Dziś w liturgii Kościoła czcimy św. Macieja Apostoła. Odczytany fragment Ewangelii jest częścią mowy Jezusa wygłoszonej podczas Ostatniej Wieczerzy, przenosi nas zatem do Wieczernika, gdzie Jezus spędził ostatni wieczór ze swoimi uczniami, gdzie zostawił ludzkości największy dar Eucharystii i Kapłaństwa i złożył uczniom szczególne wyznanie: „Jak mnie umiłował Ojciec mój, tak ja was umiłowałem. Trwajcie w miłości mojej” (J 15,9).
Tak pięknie się składa, że Święto dzisiejsze wprowadza nas również do Wieczernika, ale już po zmartwychwstaniu Chrystusa. Gospodarzem spotkania jest tu nie Jezus, ale św. Piotr występujący w roli pierwszego Apostoła. To on zwołał tu uczniów Jezusa, by dokonać wyboru dwunastego Apostoła w miejsce Judasza, który sprzeniewierzył się powołaniu i zdradził Jezusa. Dokonać wyboru ważnego i odpowiedzialnego po myśli Bożej. Apostołem mógł być tylko ten jak zaznaczył to Św. Piotr: „Trzeba więc aby jeden z tych, którzy towarzyszyli nam przez cały czas, kiedy Pan Jezus przebywał z nami i stał się razem z nami świadkiem Jego zmartwychwstania!” (Dz 1,21).

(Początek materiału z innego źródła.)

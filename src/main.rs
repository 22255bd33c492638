use file_converter::app::{self, events::UiCommand, events::UserEvent, state::AppState};
use file_converter::app::file_dialog::{DialogService, NativeDialogService};
use file_converter::app::progress::ProgressDisplay;
use file_converter::app::state::BatchPhase;
use file_converter::config::AppConfig;
use file_converter::core::{PlaceholderConverter, TargetFormat};
use std::sync::{Arc, Mutex};
use tokio::sync::mpsc::{self, UnboundedReceiver};
use tracing_subscriber::EnvFilter;

/// Renders every event that is already queued.
fn render_pending<D: DialogService>(
    events: &mut UnboundedReceiver<UserEvent>,
    dialog: &D,
    progress: &mut ProgressDisplay,
) {
    while let Ok(event) = events.try_recv() {
        app::handle_user_event(event, dialog, progress);
    }
}

/// Renders events until the running batch reports its final dialog.
async fn render_until_finished<D: DialogService>(
    events: &mut UnboundedReceiver<UserEvent>,
    dialog: &D,
    progress: &mut ProgressDisplay,
) {
    while let Some(event) = events.recv().await {
        let finished = matches!(
            event,
            UserEvent::ShowSuccess { .. } | UserEvent::ShowError { .. }
        );
        app::handle_user_event(event, dialog, progress);
        if finished {
            break;
        }
    }
    render_pending(events, dialog, progress);
}

#[tokio::main]
async fn main() -> anyhow::Result<()> {
    // Initialize logging
    tracing_subscriber::fmt()
        .with_env_filter(
            EnvFilter::try_from_default_env().unwrap_or_else(|_| EnvFilter::new("info")),
        )
        .init();

    let config = AppConfig::load().unwrap_or_else(|e| {
        tracing::warn!("Failed to load config, using defaults: {}", e);
        AppConfig::default()
    });

    let state = Arc::new(Mutex::new(AppState::new(config)));
    let dialog = NativeDialogService;
    let converter = Arc::new(PlaceholderConverter);
    let (proxy, mut events) = mpsc::unbounded_channel::<UserEvent>();
    let mut progress = ProgressDisplay::new();

    let dispatch = |command: UiCommand| {
        app::handle_command(
            command,
            &dialog,
            converter.clone(),
            proxy.clone(),
            state.clone(),
        );
    };

    dispatch(UiCommand::Initialize);
    render_pending(&mut events, &dialog, &mut progress);
    if state
        .lock()
        .expect("Mutex was poisoned. This should not happen.")
        .output_location
        .is_none()
    {
        tracing::error!("No output folder available. Restart the application to retry.");
        return Ok(());
    }

    loop {
        dispatch(UiCommand::SelectFiles);
        render_pending(&mut events, &dialog, &mut progress);

        let has_selection = state
            .lock()
            .expect("Mutex was poisoned. This should not happen.")
            .phase
            == BatchPhase::Selected;
        if has_selection {
            dispatch(UiCommand::ChooseFormat(dialog.pick_format(&TargetFormat::ALL)));
            dispatch(UiCommand::StartConversion);

            let started = state
                .lock()
                .expect("Mutex was poisoned. This should not happen.")
                .phase
                == BatchPhase::Converting;
            if started {
                render_until_finished(&mut events, &dialog, &mut progress).await;
            } else {
                render_pending(&mut events, &dialog, &mut progress);
            }
        }

        if !dialog.confirm("File Converter", "Convert more files?") {
            break;
        }
    }

    tracing::info!("Exiting.");
    Ok(())
}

Wskazano dwóch kandydatów: Józefa zwanego Barsabą z przydomkiem Justus i Macieja. I zaniesiono modlitwę do Ducha Św., by wskazał, który ma zająć miejsce w tym posługiwaniu i apostolstwie, któremu sprzeniewierzył się Judasz. I los padł na Macieja. To on spełniał te wymogi jakie stawiał Św. Piotr. Od początku był uczniem Chrystusa, uczył się Chrystusa razem z Apostołami, bo przebywał z nimi cały czas kiedy Jezus głosił Ewangelię. Był więc naocznym świadkiem życia Jezusa, Jego śmierci, zmartwychwstania i odejścia do nieba. I tak wybrany i dołączony, do grona dwunastu Apostołów św. Maciej napełniony Ewangelią pójdzie w imię Chrystusa nieść tę Dobra Nowinę tam gdzie pośle go Duch Święty. Będzie to czynił z wielkim oddaniem, prostotą i gorliwością.
Drodzy Bracia i Siostry!
Każde Święto Apostoła, a więc i dzisiejsze, św. Macieja przypomina nam o potrzebie dawania świadectwa o Chrystusie. Apostołowie byli pierwszymi świadkami. Świadczyli o Chrystusie przed ówczesnym światem. W dzisiejszym świecie też trzeba składać świadectwo Chrystusowi. Dziś to nasze zadanie nasza powinność jako wyznawców Chrystusa. Niezależnie od naszego powołania, zawodu, pracy mamy obowiązek być dobrymi chrześcijanami i choć trochę Apostołami i świadkami Chrystusa. Nie pójdziemy wprawdzie jak Apostołowie w świat, by głosić Ewangelię. Ale w swym wąskim gronie, w swym środowisku, w którym żyjemy mamy głosić prawdę i dobro zawarte w Piśmie Św. bardzie przykładem życia niż słowem. Bo dziś Chrystus potrzebuje bardziej świadków niż nauczycieli. Nasze apostolstwo ma być apostolstwem żywej wiary, miłości i dobroci. Dobrze czyniąc, dając świadectwo wiary i miłości można być apostołem bez słów. Takie apostolstwo jest zwykła bardziej skuteczne niż długie nawet nauki. Im więcej przekażemy wiary, miłości, dobroci innym tym bardziej sami będziemy w nie bogatsi. Takim właśnie apostołem ma być każdy z nas, a zwłaszcza rodzice dla swoich dzieci. Przecież ich praca, poświęcenie, ofiarność ubogacona wiarą, modlitwą i życiem sakramentalnym jest życiem apostoła i kapłana. Bo ojciec i matka są kapłanami ogniska domowego Kościoła.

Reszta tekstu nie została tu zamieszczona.